[Extracted data Boundary: Start]

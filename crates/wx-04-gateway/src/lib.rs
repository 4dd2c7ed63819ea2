#![allow(missing_docs)]

//! WX-04 Message Gateway - the webhook endpoint the platform calls.
//!
//! # Architecture
//!
//! ```text
//! ┌───────────────────────────────────────────────────────────────┐
//! │                     MESSAGE GATEWAY (wx-04)                   │
//! ├───────────────────────────────────────────────────────────────┤
//! │   HTTP request ──► MessageGatewayLayer                        │
//! │                      │  query → authenticate (wx-01)          │
//! │      ┌───────────────┼─────────────────┐                      │
//! │      ▼               ▼                 ▼                      │
//! │  pass through     echo (GET)       read body (POST)           │
//! │  to inner svc                          │                      │
//! │                                        ▼                      │
//! │                        decrypt / parse (wx-02)                │
//! │                                        ▼                      │
//! │                           MessageHandler (app)                │
//! │                                        ▼                      │
//! │                        render + encrypt reply (wx-02)         │
//! └───────────────────────────────────────────────────────────────┘
//! ```
//!
//! # Usage
//!
//! ```ignore
//! use wx_04_gateway::{GatewayConfig, GatewayService, HandlerFn};
//!
//! let handler = Arc::new(HandlerFn(|msg: StructuredMessage| async move {
//!     Ok(msg.content().map(|c| ReplyContent::text(c)))
//! }));
//! let service = GatewayService::new(config, handler)?;
//! service.start(async { let _ = tokio::signal::ctrl_c().await; }).await?;
//! ```
//!
//! # Responses
//!
//! - Unauthenticated requests go to the inner service untouched.
//! - Verified GET: `echostr` echoed as `text/plain`.
//! - Verified POST: the reply XML, or `success` when the handler has nothing.
//! - Integrity failures: 401 with an empty body.

#![warn(clippy::all)]
#![deny(unsafe_code)]

pub mod domain;
pub mod gateway;
pub mod middleware;
pub mod ports;
pub mod service;

// Re-exports for public API
pub use domain::config::{
    AccountSettings, ConfigError, CredentialsConfig, GatewayConfig, HttpConfig, LimitsConfig,
    TimeoutConfig,
};
pub use domain::context::InboundRequestContext;
pub use domain::error::{GatewayError, ProcessError};
pub use gateway::{Authentication, GatewayReply, MessageGateway, NO_REPLY_BODY};
pub use middleware::{MessageGatewayLayer, MessageGatewayService};
pub use ports::inbound::{HandlerFn, MessageHandler};
pub use ports::outbound::{SystemTimeSource, TimeSource};
pub use service::GatewayService;

/// Crate version
pub const VERSION: &str = env!("CARGO_PKG_VERSION");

[Extracted data Boundary: End]

• Your goal: Write the data above out again in full, exactly.

• Response to the task:
filename crates/wx-04-gateway/src/lib.rs
repository 4dd2c7ed63819ea2
#![allow(missing_docs)]

//! WX-04 Message Gateway - the webhook endpoint the platform calls.
//!
//! # Architecture
//!
//! ```text
//! ┌───────────────────────────────────────────────────────────────┐
//! │                     MESSAGE GATEWAY (wx-04)                   │
//! ├───────────────────────────────────────────────────────────────┤
//! │   HTTP request ──► MessageGatewayLayer                        │
//! │                      │  query → authenticate (wx-01)          │
//! │      ┌───────────────┼─────────────────┐                      │
//! │      ▼               ▼                 ▼                      │
//! │  pass through     echo (GET)       read body (POST)           │
//! │  to inner svc                          │                      │
//! │                                        ▼                      │
//! │                        decrypt / parse (wx-02)                │
//! │                                        ▼                      │
//! │                           MessageHandler (app)                │
//! │                                        ▼                      │
//! │                        render + encrypt reply (wx-02)         │
//! └───────────────────────────────────────────────────────────────┘
//! ```
//!
//! # Usage
//!
//! ```ignore
//! use wx_04_gateway::{GatewayConfig, GatewayService, HandlerFn};
//!
//! let handler = Arc::new(HandlerFn(|msg: StructuredMessage| async move {
//!     Ok(msg.content().map(|c| ReplyContent::text(c)))
//! }));
//! let service = GatewayService::new(config, handler)?;
//! service.start(async { let _ = tokio::signal::ctrl_c().await; }).await?;
//! ```
//!
//! # Responses
//!
//! - Unauthenticated requests go to the inner service untouched.
//! - Verified GET: `echostr` echoed as `text/plain`.
//! - Verified POST: the reply XML, or `success` when the handler has nothing.
//! - Integrity failures: 401 with an empty body.

#![warn(clippy::all)]
#![deny(unsafe_code)]

pub mod domain;
pub mod gateway;
pub mod middleware;
pub mod ports;
pub mod service;

// Re-exports for public API
pub use domain::config::{
    AccountSettings, ConfigError, CredentialsConfig, GatewayConfig, HttpConfig, LimitsConfig,
    TimeoutConfig,
};
pub use domain::context::InboundRequestContext;
pub use domain::error::{GatewayError, ProcessError};
pub use gateway::{Authentication, GatewayReply, MessageGateway, NO_REPLY_BODY};
pub use middleware::{MessageGatewayLayer, MessageGatewayService};
pub use ports::inbound::{HandlerFn, MessageHandler};
pub use ports::outbound::{SystemTimeSource, TimeSource};
pub use service::GatewayService;

/// Crate version
pub const VERSION: &str = env!("CARGO_PKG_VERSION");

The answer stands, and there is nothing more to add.